First applications of the Fayans functional to deformed nuclei

Abstract

First calculations for deformed nuclei using the Fayans functional are carried out for the uranium and lead isotopic chains. The ground state deformations and deformation energies are compared to Skyrme–Hartree–Fock–Bogolyubov HFB-17 and HFB-27 functional results. For the uranium isotopic chain, the Fayans functional property predictions are rather similar to HFB-17 and HFB-27 predictions. However, there is a disagreement for the lead isotopic chain. Both of the Skyrme HFB functionals lead to predictions of rather strong deformations for the light Pb isotopes, which does not agree with the experimental data on charge radii and magnetic moments of the odd Pb isotopes.
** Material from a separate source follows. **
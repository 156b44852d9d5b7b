// データセット実装モジュール
pub mod base;

// Re-exports for convenience
pub use base::{Dataset, Row};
On the other hand, the Fayans functional leads to the prediction of a spherical ground state for all of the lead isotopes, in accordance with the data and the results known from the literature obtained with the Gogny D1S force and the SLy6 functional as well. The deformation energy curves are calculated and compared against those derived from four Skyrme functionals—SLy4, Sly6, SkM* and UNEDF1—for the 238U nucleus and several lead-deficient Pb isotopes. In the first case, the resulting Fayans functional is rather close to SkM* and UNEDF1, which—in particular the latter—describe the first and second barriers in 238U rather well. For the light lead isotopes, the Fayans deformation energy curves are qualitatively close to those derived from the SLy6 functional.